Graham momentarily forgot his phony coyness. “I’m running because of what you see on television. I’m running because I think the world is falling apart,” he said.

So never mind that 0.1 percent chance that he isn’t running.

Thus did Graham try his hand at the presidential announcement game, in which candidates pretend there is some intrigue about their intentions in order to get some precious airtime. Ted Cruz tried for his 15 minutes of fame by holding the first announcement. Marco Rubio drew thousands to Miami’s Freedom Tower. Mike Huckabee brought in aging crooner Tony Orlando. One day earlier, Ben Carson had a musical extravaganza and released a video putting the candidate in the company of Abraham Lincoln and Martin Luther King Jr.

Former New York governor George Pataki, perhaps the smallest of the GOP Lilliputians, announced on MSNBC’s “Morning Joe” last week that … he will make his announcement on May 28. Donald Trump announced over the weekend that he would make an announcement in June and that “the announcement is going to surprise a lot of people.”

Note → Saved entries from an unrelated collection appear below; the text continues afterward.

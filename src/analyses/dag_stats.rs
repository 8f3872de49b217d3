//! Statistical summary of DAG batch results
//!
//! Concatenates one or more batch CSVs, then reports the NEON effect size per
//! operation along with the measurement quality of the whole run.

use super::{default_dir, file_name};
use crate::aggregate::{sorted_unique, Summary};
use crate::config::AnalysisConfig;
use crate::error::AnalysisError;
use crate::loader::{load_records, Schema};
use crate::report::chart::{self, write_bars, BarChart, BarLayout, Reference};
use crate::report::text::{banner, rule};
use crate::statistics::{cohens_d, EffectSize};
use anyhow::{Context, Result};
use serde::{Deserialize, Serialize};
use std::path::Path;
use tracing::info;

const WIDTH: usize = 80;
const SCALES: [&str; 2] = ["Medium", "Large"];
const MINIMAL_BENEFIT: f64 = 2.0;

#[derive(Debug, Clone, Deserialize)]
pub struct BatchRecord {
    pub operation: String,
    pub scale: String,
    pub config_name: String,
    pub speedup_mean: f64,
    pub speedup_median: f64,
    pub speedup_ci_lower: f64,
    pub speedup_ci_upper: f64,
    pub speedup_std_dev: f64,
    pub n_valid: f64,
    pub n_outliers: f64,
}

impl Schema for BatchRecord {
    const REQUIRED: &'static [&'static str] = &[
        "operation",
        "scale",
        "config_name",
        "speedup_mean",
        "speedup_median",
        "speedup_ci_lower",
        "speedup_ci_upper",
        "speedup_std_dev",
        "n_valid",
        "n_outliers",
    ];
}

/// NEON against naive for one (operation, scale)
#[derive(Debug, Clone, PartialEq, Serialize)]
pub struct Significance {
    pub operation: String,
    pub scale: String,
    pub naive_speedup: f64,
    pub neon_speedup: f64,
    pub speedup_gain: f64,
    pub ci_lower: f64,
    pub ci_upper: f64,
    pub cohens_d: f64,
    pub effect_size: EffectSize,
}

fn find<'a>(records: &'a [BatchRecord], op: &str, scale: &str, config: &str) -> Option<&'a BatchRecord> {
    records
        .iter()
        .find(|r| r.operation == op && r.scale == scale && r.config_name == config)
}

/// Effect of NEON per operation (sorted) and scale, where both configs ran
pub fn significance(records: &[BatchRecord]) -> Vec<Significance> {
    let mut out = Vec::new();
    for op in sorted_unique(records.iter().map(|r| r.operation.as_str())) {
        for scale in SCALES {
            let (Some(naive), Some(neon)) =
                (find(records, &op, scale, "naive"), find(records, &op, scale, "neon"))
            else {
                continue;
            };
            let d = cohens_d(neon.speedup_mean, naive.speedup_mean, neon.speedup_std_dev);
            out.push(Significance {
                operation: op.clone(),
                scale: scale.to_string(),
                naive_speedup: naive.speedup_mean,
                neon_speedup: neon.speedup_mean,
                speedup_gain: neon.speedup_mean - naive.speedup_mean,
                ci_lower: neon.speedup_ci_lower,
                ci_upper: neon.speedup_ci_upper,
                cohens_d: d,
                effect_size: EffectSize::classify(d),
            });
        }
    }
    out
}

/// Medium-scale rows by descending NEON speedup
fn medium_ranked(rows: &[Significance]) -> Vec<&Significance> {
    let mut medium: Vec<&Significance> = rows.iter().filter(|r| r.scale == "Medium").collect();
    medium.sort_by(|a, b| b.neon_speedup.total_cmp(&a.neon_speedup));
    medium
}

pub fn top_performers(rows: &[Significance]) -> String {
    let mut out = format!(
        "Top 5 Operations by NEON Speedup (Medium Scale):\n{}\n",
        rule('-', WIDTH)
    );
    for r in medium_ranked(rows).into_iter().take(5) {
        out.push_str(&format!(
            "  {:25} {:6.2}× (95% CI: [{:.2}, {:.2}]) Cohen's d={:.2} ({})\n",
            r.operation, r.neon_speedup, r.ci_lower, r.ci_upper, r.cohens_d, r.effect_size
        ));
    }
    out
}

pub fn minimal_benefit(rows: &[Significance]) -> String {
    let mut minimal: Vec<&Significance> = rows
        .iter()
        .filter(|r| r.neon_speedup < MINIMAL_BENEFIT)
        .collect();
    minimal.sort_by(|a, b| a.neon_speedup.total_cmp(&b.neon_speedup));

    let mut out = format!(
        "Operations with Minimal NEON Benefit (<2× speedup):\n{}\n",
        rule('-', WIDTH)
    );
    for r in minimal {
        out.push_str(&format!(
            "  {:25} {:6.2}× ({})\n",
            r.operation, r.neon_speedup, r.scale
        ));
    }
    out
}

pub fn summary_statistics(records: &[BatchRecord], repetitions: usize) -> String {
    let mut out = String::from("Overall Dataset Statistics:\n");
    out.push_str(&format!("  Total experiments: {}\n", records.len()));
    out.push_str(&format!(
        "  Total measurements: {}\n",
        group_thousands((records.len() * repetitions) as u64)
    ));
    out.push_str(&format!(
        "  Operations tested: {}\n",
        sorted_unique(records.iter().map(|r| r.operation.as_str())).len()
    ));
    out.push_str(&format!(
        "  Configurations tested: {}\n",
        sorted_unique(records.iter().map(|r| r.config_name.as_str())).len()
    ));
    out.push_str(&format!(
        "  Scales tested: {}\n\n",
        sorted_unique(records.iter().map(|r| r.scale.as_str())).len()
    ));

    let neon: Vec<f64> = records
        .iter()
        .filter(|r| r.config_name.contains("neon") && SCALES.contains(&r.scale.as_str()))
        .map(|r| r.speedup_median)
        .collect();
    out.push_str("Speedup Statistics (all NEON configs, Medium/Large scales):\n");
    match Summary::from_values(&neon) {
        Some(s) => {
            out.push_str(&format!("  Mean NEON speedup: {:.2}×\n", s.mean));
            out.push_str(&format!("  Median NEON speedup: {:.2}×\n", s.median));
            out.push_str(&format!("  Max NEON speedup: {:.2}×\n", s.max));
            out.push_str(&format!("  Min NEON speedup: {:.2}×\n\n", s.min));
        }
        None => out.push_str("  No NEON measurements at Medium/Large scale\n\n"),
    }

    let valid = Summary::of(records, |r| r.n_valid).map_or(0.0, |s| s.mean);
    let outliers = Summary::of(records, |r| r.n_outliers).map_or(0.0, |s| s.mean);
    let total_outliers: f64 = records.iter().map(|r| r.n_outliers).sum();
    let measurements = (records.len() * repetitions) as f64;
    let rate = if measurements > 0.0 {
        total_outliers / measurements * 100.0
    } else {
        0.0
    };
    out.push_str("Measurement Quality:\n");
    out.push_str(&format!(
        "  Mean valid samples per experiment: {valid:.1}/{repetitions}\n"
    ));
    out.push_str(&format!(
        "  Mean outliers per experiment: {outliers:.1}/{repetitions}\n"
    ));
    out.push_str(&format!("  Outlier rate: {rate:.1}%\n"));
    out
}

/// `12345` -> `12,345`
fn group_thousands(n: u64) -> String {
    let digits = n.to_string();
    let mut out = String::with_capacity(digits.len() + digits.len() / 3);
    for (i, ch) in digits.chars().enumerate() {
        if i > 0 && (digits.len() - i) % 3 == 0 {
            out.push(',');
        }
        out.push(ch);
    }
    out
}

/// Bars of NEON speedup per operation, coloured by benefit tier
pub(crate) fn speedup_bars(title: &str, ranked: &[(String, f64)]) -> BarChart {
    let mut chart = BarChart::new(
        title,
        "Speedup vs Naive (×)",
        ranked.iter().map(|(op, _)| op.clone()).collect(),
    );
    // one series per tier so each bar takes its tier colour
    let tiers: [(&str, fn(f64) -> bool); 3] = [
        ("High benefit (≥10×)", |s| s >= 10.0),
        ("Moderate (5-10×)", |s| (5.0..10.0).contains(&s)),
        ("Low (<5×)", |s| s < 5.0),
    ];
    chart.series = tiers
        .iter()
        .map(|(label, member)| {
            let values = ranked
                .iter()
                .map(|&(_, s)| if member(s) { s } else { f64::NAN })
                .collect();
            (label.to_string(), values)
        })
        .collect();
    chart.layout = BarLayout::Overlaid;
    chart.annotate = true;
    chart.reference = Some(Reference::new(1.0, "Baseline (1×)"));
    chart
}

fn write_chart(rows: &[Significance], path: &Path, config: &AnalysisConfig) -> Result<()> {
    let ranked: Vec<(String, f64)> = medium_ranked(rows)
        .into_iter()
        .map(|r| (r.operation.clone(), r.neon_speedup))
        .collect();
    let chart = speedup_bars("NEON SIMD Speedup by Operation (Medium Scale)", &ranked);
    write_bars(path, &chart, &config.chart)
}

/// Load every batch, report and write the chart
pub fn run(inputs: &[impl AsRef<Path>], output_dir: Option<&Path>, config: &AnalysisConfig) -> Result<String> {
    let first = inputs.first().context("No batch files given")?.as_ref();

    let mut out = banner("STATISTICAL ANALYSIS OF BATCH RESULTS", WIDTH);
    out.push_str("\nLoading datasets...\n");
    let mut records: Vec<BatchRecord> = Vec::new();
    for input in inputs {
        let input = input.as_ref();
        let batch: Vec<BatchRecord> = load_records(input)?;
        out.push_str(&format!("  {}: {} experiments\n", file_name(input), batch.len()));
        records.extend(batch);
    }
    out.push_str(&format!("  Total: {} experiments\n\n", records.len()));
    if records.is_empty() {
        return Err(AnalysisError::EmptyInput {
            path: first.to_path_buf(),
            reason: "no batch experiments".to_string(),
        }
        .into());
    }

    let rows = significance(&records);
    out.push_str(&banner("1. STATISTICAL SIGNIFICANCE (effect sizes)", WIDTH));
    out.push('\n');
    out.push_str(&top_performers(&rows));
    out.push('\n');
    out.push_str(&minimal_benefit(&rows));
    out.push('\n');

    let chart = default_dir(first, output_dir).join(chart::file_name("neon_speedup_by_operation"));
    write_chart(&rows, &chart, config)?;
    out.push_str(&banner("2. PLOTS", WIDTH));
    out.push_str(&format!("  Saved: {}\n\n", chart.display()));

    out.push_str(&banner("3. SUMMARY STATISTICS", WIDTH));
    out.push('\n');
    out.push_str(&summary_statistics(&records, config.repetitions));
    info!(batches = inputs.len(), experiments = records.len(), "batch statistics complete");
    Ok(out)
}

Surprise is unlikely, though, because it assumes people care what Trump has to say.

In the oversold Republican primary situation, a candidate is likeliest to get attention when there’s a screw-up, such as Jeb Bush’s five attempts last week to answer a simple question about Iraq, or the borderline racist questions posed to Cruz by Mark Halperin of Bloomberg News.

In Iowa over the weekend (with a dozen other GOP presidential wannabes), Graham declared that instead of going to court to deal with American citizens who are terrorists, “I’m gonna call a drone and we will kill you.”

Monday on CBS, King thought she had caught Graham in another such outrage when she asked him what needed to be done in Iraq and Syria.

“More,” Graham said.

“Did you say ‘war’?” King asked.

“More,” Graham repeated, “… more trainers, more advisers.”

Graham, who once joked that prisoners at Gitmo should be punished by being forced to listen to Republican candidates, is not going to get attention saying sensible things such as that.

In retrospect, you couldn’t blame CBS for going first to Mary Lee, the tweeting shark.

Dana Milbank is a Washington Post columnist.